President Van Patten writes: "It has been a surprise to me ever since we started this work to find that the boys who were taken from the worst homes, and who had, until they were rescued, been under deplorable conditions, were readily changed to thoroughly good lads, with no trace of the evils that came from their former environment. This certainly carries out your thought in respect to social quarantine, and shows that, properly done, it can be made very effective."

The other evidence chosen is that of Chief of Police Crowley of San Francisco, whom the author knows to be a careful observer and conservative judge of his observations. General Brinkerhoff, of the National Conference of Charities and Correction of Canada and the United States, is authority for the statement of Chief Crowley, which was in effect as follows: "I have not known of the arrest of a single person who has had the advantage of a good kindergarten training, and I believe that it is perfect protection against criminal tendencies."[1]

Now here is the evidence of a distinguished philanthropist and also of an honored and successful officer of the corrective branch of government from widely separated communities, one of them the most mixed in its constituent parts of any city of America, and where frontier development has offered extreme temptation for criminal tendencies, coupled with the fever of speculation.

In the "Report of Committee on History of Child-Saving," now unfortunately out of print, which was published in 1893 by the National Conference of Charities and Correction, we find a contribution, based on the San Francisco character-building work, by the revered, the late Sarah B. Cooper.

We esteem the paper of Mrs. Cooper so highly, as being a most convincing argument for social quarantine, that we have begged permission to print it as a chapter of this brief. It carries words of burning truth that should not be "out of print," but on the contrary should be graven deep in the memory of all citizens for whose common good Mrs. Cooper labored in the field of practical Christian experiment.

Mr. Hastings H. Hart, general secretary of the National Conference of Charities and Correction, who is in close communication with six hundred correspondents who are especially interested in child-saving work, assures us that if there is no obstruction offered to the free choice of children, and facilities are available for proper training, practically all can be made useful citizens, and that by coöperation to attain that aim, social quarantine is possible. The present headquarters of the National Conference of Charities and Correction is in Chicago, in the Montauk Building, 115 Monroe Street. The Conference is doing a great work in stimulating and organizing reforms. The annual subscription—$2.50—entitles members to the published proceedings of the Conference, which are an epitome of the history of progress towards social quarantine. There is no more profitable coöperation than by means of membership in this association.

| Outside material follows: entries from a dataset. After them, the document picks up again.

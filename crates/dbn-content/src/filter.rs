//! Element filters and filtered views

use std::sync::Arc;

use parking_lot::Mutex;

/// Shared, immutable snapshot of a content's elements
pub type Elements<T> = Arc<Vec<Arc<T>>>;

/// Hides elements from the user-facing view of a content
pub trait ContentFilter<T>: Send + Sync {
    fn accepts(&self, element: &T) -> bool;

    /// Changes whenever the filter criteria change, invalidating cached views
    fn signature(&self) -> u64 {
        0
    }
}

/// Element snapshot together with its lazily computed filtered view
pub struct ElementList<T> {
    all: Elements<T>,
    filter: Option<Arc<dyn ContentFilter<T>>>,
    view: Mutex<Option<(u64, Elements<T>)>>,
}

impl<T> ElementList<T> {
    pub fn new(elements: Vec<Arc<T>>, filter: Option<Arc<dyn ContentFilter<T>>>) -> Self {
        Self {
            all: Arc::new(elements),
            filter,
            view: Mutex::new(None),
        }
    }

    pub fn empty() -> Self {
        Self::new(Vec::new(), None)
    }

    /// Every element, ignoring the filter
    pub fn all(&self) -> Elements<T> {
        self.all.clone()
    }

    /// Elements accepted by the filter.
    ///
    /// The view is cached per filter signature, so repeated calls return the
    /// same snapshot until the filter changes.
    pub fn visible(&self) -> Elements<T> {
        let Some(filter) = &self.filter else {
            return self.all.clone();
        };

        let signature = filter.signature();
        let mut view = self.view.lock();
        match view.as_ref() {
            Some((cached, elements)) if *cached == signature => elements.clone(),
            _ => {
                let elements: Elements<T> = Arc::new(
                    self.all
                        .iter()
                        .filter(|element| filter.accepts(element))
                        .cloned()
                        .collect(),
                );
                *view = Some((signature, elements.clone()));
                elements
            }
        }
    }

    pub fn is_filtered(&self) -> bool {
        self.filter.is_some()
    }
}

We wish to say further with reference to the comprehensiveness of Mr. Van Patten's evidence, that his range of observation is, like that of Mr. Hart, as wide as the country. His activities include both the church and the political fields. He has twice been mayor of Burlington, was the first president of the United Society of Christian Endeavor, and is still a director; is president of the Congregational Club of Western Vermont, as well as of the Kurn Hattin Farm School. He was instrumental in establishing kindergarten work in his home city, and also a Social Mission, where he and other Christians meet the laboring people of the community on the basis of friendly and citizen equality. But Mr. Van Patten's evidence and Mr. Hart's is the same as that of all who have entered personally into the sympathies of unfortunates, especially by the way of giving their children the means of proper training, and they are as one in the belief that thorough measures, which would effect a Perfect Social Quarantine, would rid society entirely of the "hopelessly submerged" class, and sift out of its present mass the diseased and incompetent, who should have the care of an asylum instead of the curse of a prison.

One evil that follows in the wake of such a wicked assumption as that carried in the idea of a Have-To-Be-Bad class is that it is not only a loop-hole for willing indifference, but is a blinding influence cast about those who are not willingly indifferent.

Under such a general assumption an earnest philanthropist or a would-be altruist may pass expressions of deplorable misery, want or neglect with doubt, if not with calm unconcern, under the belief that they are of the Have-To-Bes, whereas, if there were even an attempt at Perfect Social Quarantine no case of distress nor neglect could show itself in a community without its becoming the business of everybody to enquire why the social quarantine officers had not attended to their business.

In this manner the professional beggar, the tramp, the Need-Not-Be, and all that tribe of parasite humanity who prey upon the credulity of unorganized charity would be discovered in their true light, and would shrink out of sight or would be forced to seek useful occupation, if it were to be had, or would then hold just title to public assistance if no occupation were available.